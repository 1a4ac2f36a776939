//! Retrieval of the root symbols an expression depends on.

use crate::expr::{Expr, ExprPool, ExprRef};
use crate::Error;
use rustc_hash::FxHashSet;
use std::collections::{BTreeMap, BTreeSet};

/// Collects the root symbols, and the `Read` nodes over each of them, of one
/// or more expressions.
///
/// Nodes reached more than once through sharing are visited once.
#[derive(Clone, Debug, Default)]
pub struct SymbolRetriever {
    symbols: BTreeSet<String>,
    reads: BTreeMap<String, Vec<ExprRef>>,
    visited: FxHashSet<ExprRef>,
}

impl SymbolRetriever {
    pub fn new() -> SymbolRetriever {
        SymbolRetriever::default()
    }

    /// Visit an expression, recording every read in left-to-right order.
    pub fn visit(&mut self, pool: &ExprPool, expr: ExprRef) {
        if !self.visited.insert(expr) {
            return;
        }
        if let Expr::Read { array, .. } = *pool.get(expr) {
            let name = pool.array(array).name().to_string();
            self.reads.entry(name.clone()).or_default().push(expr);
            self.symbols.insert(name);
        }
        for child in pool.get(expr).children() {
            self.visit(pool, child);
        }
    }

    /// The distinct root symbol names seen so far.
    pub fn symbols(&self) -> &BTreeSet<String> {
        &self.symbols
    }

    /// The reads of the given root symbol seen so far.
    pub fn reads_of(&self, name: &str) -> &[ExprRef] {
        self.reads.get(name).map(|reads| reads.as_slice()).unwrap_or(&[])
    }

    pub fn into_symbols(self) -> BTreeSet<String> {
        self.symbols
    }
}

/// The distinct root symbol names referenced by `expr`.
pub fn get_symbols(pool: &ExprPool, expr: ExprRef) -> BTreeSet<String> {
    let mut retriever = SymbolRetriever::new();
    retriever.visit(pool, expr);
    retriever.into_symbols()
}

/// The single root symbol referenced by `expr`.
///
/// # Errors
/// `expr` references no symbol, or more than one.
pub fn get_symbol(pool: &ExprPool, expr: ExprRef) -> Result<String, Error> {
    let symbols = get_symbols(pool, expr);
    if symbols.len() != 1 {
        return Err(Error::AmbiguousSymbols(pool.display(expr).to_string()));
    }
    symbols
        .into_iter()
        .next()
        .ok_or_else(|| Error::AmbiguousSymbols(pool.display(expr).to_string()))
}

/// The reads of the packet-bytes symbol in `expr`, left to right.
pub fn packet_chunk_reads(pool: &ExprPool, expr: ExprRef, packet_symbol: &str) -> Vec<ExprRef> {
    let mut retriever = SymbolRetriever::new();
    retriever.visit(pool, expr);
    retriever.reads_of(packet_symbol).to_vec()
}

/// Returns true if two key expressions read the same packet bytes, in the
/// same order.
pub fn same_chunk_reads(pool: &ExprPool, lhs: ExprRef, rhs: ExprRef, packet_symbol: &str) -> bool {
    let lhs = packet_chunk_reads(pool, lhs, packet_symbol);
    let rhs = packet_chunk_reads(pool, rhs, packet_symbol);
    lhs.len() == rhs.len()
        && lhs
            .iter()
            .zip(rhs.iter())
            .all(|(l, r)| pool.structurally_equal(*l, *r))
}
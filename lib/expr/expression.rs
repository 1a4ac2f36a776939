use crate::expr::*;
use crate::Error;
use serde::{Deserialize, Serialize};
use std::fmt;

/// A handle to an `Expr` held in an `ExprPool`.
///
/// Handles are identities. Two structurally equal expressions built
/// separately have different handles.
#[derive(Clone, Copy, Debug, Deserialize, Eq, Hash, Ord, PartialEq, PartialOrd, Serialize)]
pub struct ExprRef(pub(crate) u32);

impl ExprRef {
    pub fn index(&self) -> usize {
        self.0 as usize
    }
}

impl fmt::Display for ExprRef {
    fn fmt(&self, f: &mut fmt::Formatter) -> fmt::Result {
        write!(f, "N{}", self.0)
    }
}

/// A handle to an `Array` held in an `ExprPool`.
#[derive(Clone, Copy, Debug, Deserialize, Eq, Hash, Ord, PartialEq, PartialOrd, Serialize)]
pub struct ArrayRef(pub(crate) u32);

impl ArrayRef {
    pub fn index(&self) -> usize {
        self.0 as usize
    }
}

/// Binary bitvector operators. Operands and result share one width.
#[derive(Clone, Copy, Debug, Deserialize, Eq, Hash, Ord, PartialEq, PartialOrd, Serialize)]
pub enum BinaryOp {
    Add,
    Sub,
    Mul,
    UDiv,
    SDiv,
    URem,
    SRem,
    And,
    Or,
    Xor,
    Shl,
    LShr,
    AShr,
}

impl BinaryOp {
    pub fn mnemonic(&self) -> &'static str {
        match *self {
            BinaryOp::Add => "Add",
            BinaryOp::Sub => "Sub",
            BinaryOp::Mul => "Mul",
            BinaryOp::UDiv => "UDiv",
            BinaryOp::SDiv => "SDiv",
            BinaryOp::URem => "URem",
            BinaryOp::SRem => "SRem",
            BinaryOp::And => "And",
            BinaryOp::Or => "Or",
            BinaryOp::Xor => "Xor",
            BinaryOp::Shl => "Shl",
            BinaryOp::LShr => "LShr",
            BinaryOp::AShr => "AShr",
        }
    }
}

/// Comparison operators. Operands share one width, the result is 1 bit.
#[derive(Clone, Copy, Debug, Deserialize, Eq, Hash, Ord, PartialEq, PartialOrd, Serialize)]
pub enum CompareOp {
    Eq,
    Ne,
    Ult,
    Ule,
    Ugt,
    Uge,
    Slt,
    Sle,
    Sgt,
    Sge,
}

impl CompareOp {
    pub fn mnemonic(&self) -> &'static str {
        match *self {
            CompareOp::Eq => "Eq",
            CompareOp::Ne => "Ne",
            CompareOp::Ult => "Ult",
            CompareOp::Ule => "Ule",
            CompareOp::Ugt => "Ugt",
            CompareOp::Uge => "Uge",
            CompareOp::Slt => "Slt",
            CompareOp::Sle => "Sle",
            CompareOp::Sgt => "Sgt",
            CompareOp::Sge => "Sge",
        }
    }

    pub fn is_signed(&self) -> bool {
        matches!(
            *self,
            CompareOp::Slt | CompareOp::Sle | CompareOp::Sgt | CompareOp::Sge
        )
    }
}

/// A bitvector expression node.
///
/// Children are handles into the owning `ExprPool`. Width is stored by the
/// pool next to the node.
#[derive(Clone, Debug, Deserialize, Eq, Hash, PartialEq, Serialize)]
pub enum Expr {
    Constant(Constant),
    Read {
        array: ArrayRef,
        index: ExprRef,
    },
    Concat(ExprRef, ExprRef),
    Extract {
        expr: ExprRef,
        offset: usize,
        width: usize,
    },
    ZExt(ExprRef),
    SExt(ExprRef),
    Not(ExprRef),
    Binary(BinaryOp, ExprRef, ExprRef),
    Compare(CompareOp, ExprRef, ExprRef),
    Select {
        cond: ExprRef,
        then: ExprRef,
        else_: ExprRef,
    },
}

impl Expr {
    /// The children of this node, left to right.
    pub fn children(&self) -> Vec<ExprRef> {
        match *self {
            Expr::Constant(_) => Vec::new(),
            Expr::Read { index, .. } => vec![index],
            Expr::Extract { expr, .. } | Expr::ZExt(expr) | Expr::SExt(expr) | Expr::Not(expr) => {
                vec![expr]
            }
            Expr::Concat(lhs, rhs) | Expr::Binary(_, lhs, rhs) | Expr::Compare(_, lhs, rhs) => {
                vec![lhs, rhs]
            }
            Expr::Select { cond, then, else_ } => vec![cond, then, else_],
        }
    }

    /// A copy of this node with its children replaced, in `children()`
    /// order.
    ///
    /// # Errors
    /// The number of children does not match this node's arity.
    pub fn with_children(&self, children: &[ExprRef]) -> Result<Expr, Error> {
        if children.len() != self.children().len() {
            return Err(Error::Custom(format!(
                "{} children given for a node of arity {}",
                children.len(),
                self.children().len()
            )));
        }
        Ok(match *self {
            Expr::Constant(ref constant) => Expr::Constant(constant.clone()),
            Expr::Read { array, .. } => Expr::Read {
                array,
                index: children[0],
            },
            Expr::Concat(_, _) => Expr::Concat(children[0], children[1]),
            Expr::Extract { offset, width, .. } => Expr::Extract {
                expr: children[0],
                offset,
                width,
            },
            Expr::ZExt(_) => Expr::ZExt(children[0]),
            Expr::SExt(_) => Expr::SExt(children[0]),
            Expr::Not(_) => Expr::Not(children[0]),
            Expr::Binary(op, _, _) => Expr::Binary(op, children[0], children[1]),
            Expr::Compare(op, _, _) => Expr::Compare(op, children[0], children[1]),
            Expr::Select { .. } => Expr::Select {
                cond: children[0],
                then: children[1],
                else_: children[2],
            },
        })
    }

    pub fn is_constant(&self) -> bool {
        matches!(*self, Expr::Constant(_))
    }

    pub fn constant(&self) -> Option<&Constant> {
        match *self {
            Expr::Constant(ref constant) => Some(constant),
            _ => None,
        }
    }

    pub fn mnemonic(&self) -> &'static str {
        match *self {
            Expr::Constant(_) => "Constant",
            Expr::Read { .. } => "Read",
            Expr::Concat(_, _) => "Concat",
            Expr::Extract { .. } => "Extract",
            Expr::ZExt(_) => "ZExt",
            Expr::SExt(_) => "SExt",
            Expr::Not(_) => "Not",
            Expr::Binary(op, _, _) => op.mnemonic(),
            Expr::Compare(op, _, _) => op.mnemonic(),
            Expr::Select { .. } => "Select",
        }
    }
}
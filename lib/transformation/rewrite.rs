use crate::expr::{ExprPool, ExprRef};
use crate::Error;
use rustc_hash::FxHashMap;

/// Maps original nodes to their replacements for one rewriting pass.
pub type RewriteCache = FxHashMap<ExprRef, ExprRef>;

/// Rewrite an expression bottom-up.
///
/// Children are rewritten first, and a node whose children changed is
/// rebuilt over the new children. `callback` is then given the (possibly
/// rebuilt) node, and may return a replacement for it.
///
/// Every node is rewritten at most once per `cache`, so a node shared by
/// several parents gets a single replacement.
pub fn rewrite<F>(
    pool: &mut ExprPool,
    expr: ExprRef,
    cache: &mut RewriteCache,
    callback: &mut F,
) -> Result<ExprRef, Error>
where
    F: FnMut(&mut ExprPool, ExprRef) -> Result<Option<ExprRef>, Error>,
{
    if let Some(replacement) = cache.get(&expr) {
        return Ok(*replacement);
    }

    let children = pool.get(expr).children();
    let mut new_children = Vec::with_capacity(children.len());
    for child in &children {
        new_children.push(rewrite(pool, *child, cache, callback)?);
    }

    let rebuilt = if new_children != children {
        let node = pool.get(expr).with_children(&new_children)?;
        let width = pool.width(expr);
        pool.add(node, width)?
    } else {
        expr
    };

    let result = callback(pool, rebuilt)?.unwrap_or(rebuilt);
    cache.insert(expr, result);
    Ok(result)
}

WHAT YOU ARE ASKED TO DO
Beginning of the records through the line with "more than one.": return that span exactly and stop there.

EXPECTED OUTPUT
repository 1a4ac2f36a776939
//! Retrieval of the root symbols an expression depends on.

use crate::expr::{Expr, ExprPool, ExprRef};
use crate::Error;
use rustc_hash::FxHashSet;
use std::collections::{BTreeMap, BTreeSet};

/// Collects the root symbols, and the `Read` nodes over each of them, of one
/// or more expressions.
///
/// Nodes reached more than once through sharing are visited once.
#[derive(Clone, Debug, Default)]
pub struct SymbolRetriever {
    symbols: BTreeSet<String>,
    reads: BTreeMap<String, Vec<ExprRef>>,
    visited: FxHashSet<ExprRef>,
}

impl SymbolRetriever {
    pub fn new() -> SymbolRetriever {
        SymbolRetriever::default()
    }

    /// Visit an expression, recording every read in left-to-right order.
    pub fn visit(&mut self, pool: &ExprPool, expr: ExprRef) {
        if !self.visited.insert(expr) {
            return;
        }
        if let Expr::Read { array, .. } = *pool.get(expr) {
            let name = pool.array(array).name().to_string();
            self.reads.entry(name.clone()).or_default().push(expr);
            self.symbols.insert(name);
        }
        for child in pool.get(expr).children() {
            self.visit(pool, child);
        }
    }

    /// The distinct root symbol names seen so far.
    pub fn symbols(&self) -> &BTreeSet<String> {
        &self.symbols
    }

    /// The reads of the given root symbol seen so far.
    pub fn reads_of(&self, name: &str) -> &[ExprRef] {
        self.reads.get(name).map(|reads| reads.as_slice()).unwrap_or(&[])
    }

    pub fn into_symbols(self) -> BTreeSet<String> {
        self.symbols
    }
}

/// The distinct root symbol names referenced by `expr`.
pub fn get_symbols(pool: &ExprPool, expr: ExprRef) -> BTreeSet<String> {
    let mut retriever = SymbolRetriever::new();
    retriever.visit(pool, expr);
    retriever.into_symbols()
}

/// The single root symbol referenced by `expr`.
///
/// # Errors
/// `expr` references no symbol, or more than one.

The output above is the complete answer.